╭─ EXERCISE MATERIAL
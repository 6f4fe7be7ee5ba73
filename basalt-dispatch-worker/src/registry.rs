// Copyright (c) 2023 BASALT LABS <info@basalt.systems>

use std::collections::{BTreeMap, VecDeque};
use std::sync::Arc;

use basalt_dispatch_exports::{DispatchError, DispatchStatus, ExecutionMessage, Executor};
use basalt_models::{Address, BlockHeader};
use parking_lot::Mutex;
use tracing::{debug, info, warn};

use crate::dmc::{ForwardSink, TxFinishedHook};
use crate::shard::{ShardDispatcher, SwitchHook};

/// The per-block registry of shard dispatchers.
///
/// Dispatchers are created lazily as messages surface new shards.
/// Continuation messages forwarded by any dispatcher are queued here and
/// routed to their destination shard between dispatch rounds.
pub struct ShardRegistry {
    header: BlockHeader,
    term_id: u64,
    executor: Arc<dyn Executor>,
    dispatchers: Mutex<BTreeMap<Address, Arc<ShardDispatcher>>>,
    pending: Arc<Mutex<VecDeque<ExecutionMessage>>>,
    on_tx_finished: TxFinishedHook,
    on_switch: SwitchHook,
}

impl ShardRegistry {
    /// Creates the registry for one block.
    pub fn new(
        header: BlockHeader,
        term_id: u64,
        executor: Arc<dyn Executor>,
        on_tx_finished: TxFinishedHook,
        on_switch: SwitchHook,
    ) -> Self {
        ShardRegistry {
            header,
            term_id,
            executor,
            dispatchers: Mutex::new(BTreeMap::new()),
            pending: Arc::new(Mutex::new(VecDeque::new())),
            on_tx_finished,
            on_switch,
        }
    }

    /// The dispatcher of the given shard, created on first sight.
    pub fn dispatcher(&self, shard: &Address) -> Arc<ShardDispatcher> {
        let mut dispatchers = self.dispatchers.lock();
        if let Some(dispatcher) = dispatchers.get(shard) {
            return dispatcher.clone();
        }
        debug!(
            "creating dispatcher for shard {} in block {}",
            shard, self.header.number
        );
        let pending = self.pending.clone();
        let forward: ForwardSink = Arc::new(move |msg| pending.lock().push_back(msg));
        let dispatcher = Arc::new(ShardDispatcher::new(
            shard.clone(),
            self.header.clone(),
            self.term_id,
            self.executor.clone(),
            self.on_tx_finished.clone(),
            forward,
            self.on_switch.clone(),
        ));
        dispatchers.insert(shard.clone(), dispatcher.clone());
        dispatcher
    }

    /// Stages a scheduler message with the dispatcher of its target shard.
    pub fn submit(&self, msg: ExecutionMessage) {
        let shard = msg.to.clone();
        self.dispatcher(&shard).submit(msg);
    }

    /// Speculatively pre-executes every staged shard.
    pub async fn pre_execute_all(&self) {
        for dispatcher in self.snapshot() {
            dispatcher.pre_execute().await;
        }
    }

    fn snapshot(&self) -> Vec<Arc<ShardDispatcher>> {
        self.dispatchers.lock().values().cloned().collect()
    }

    /// Drives dispatch rounds until no shard has work left, routing
    /// continuations between rounds. Returns the final status of every
    /// shard; the first executor error abandons the block.
    pub async fn dispatch_block(
        &self,
    ) -> Result<BTreeMap<Address, DispatchStatus>, DispatchError> {
        let mut statuses = BTreeMap::new();
        let mut rounds = 0usize;
        let mut first_round = true;
        loop {
            // route continuations staged by the previous round
            loop {
                let msg = self.pending.lock().pop_front();
                match msg {
                    Some(msg) => self.submit(msg),
                    None => break,
                }
            }

            // every dispatcher runs at least once: a batch consumed by
            // pre-execute leaves nothing staged yet must still dispatch
            let active: Vec<Arc<ShardDispatcher>> = if first_round {
                self.snapshot()
            } else {
                self.snapshot()
                    .into_iter()
                    .filter(|dispatcher| dispatcher.has_prepared_messages())
                    .collect()
            };
            first_round = false;
            if active.is_empty() {
                break;
            }
            rounds += 1;

            let results =
                futures::future::join_all(active.iter().map(|dispatcher| dispatcher.shard_go()))
                    .await;
            for (dispatcher, result) in active.iter().zip(results) {
                let shard = dispatcher.contract_address().clone();
                match result {
                    Ok(status) => {
                        statuses.insert(shard, status);
                    }
                    Err(err) => {
                        warn!(
                            "abandoning block {} after shard {} failed: {}",
                            self.header.number, shard, err
                        );
                        return Err(err);
                    }
                }
            }
        }
        if !self.drained() {
            info!(
                "block {} dispatched with contexts parked on key locks",
                self.header.number
            );
        }
        debug!(
            "block {} dispatched over {} rounds across {} shards",
            self.header.number,
            rounds,
            statuses.len()
        );
        Ok(statuses)
    }

    /// Whether no continuation is queued and every shard's contexts are
    /// complete or parked.
    pub fn drained(&self) -> bool {
        self.pending.lock().is_empty()
            && self
                .snapshot()
                .iter()
                .all(|dispatcher| dispatcher.drained())
    }
}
╰─
Wherever the word "snapshot" occurs in the data, copy that whole line.

PROBLEM SOLUTION:
        for dispatcher in self.snapshot() {
    fn snapshot(&self) -> Vec<Arc<ShardDispatcher>> {
                self.snapshot()
                self.snapshot()
                .snapshot()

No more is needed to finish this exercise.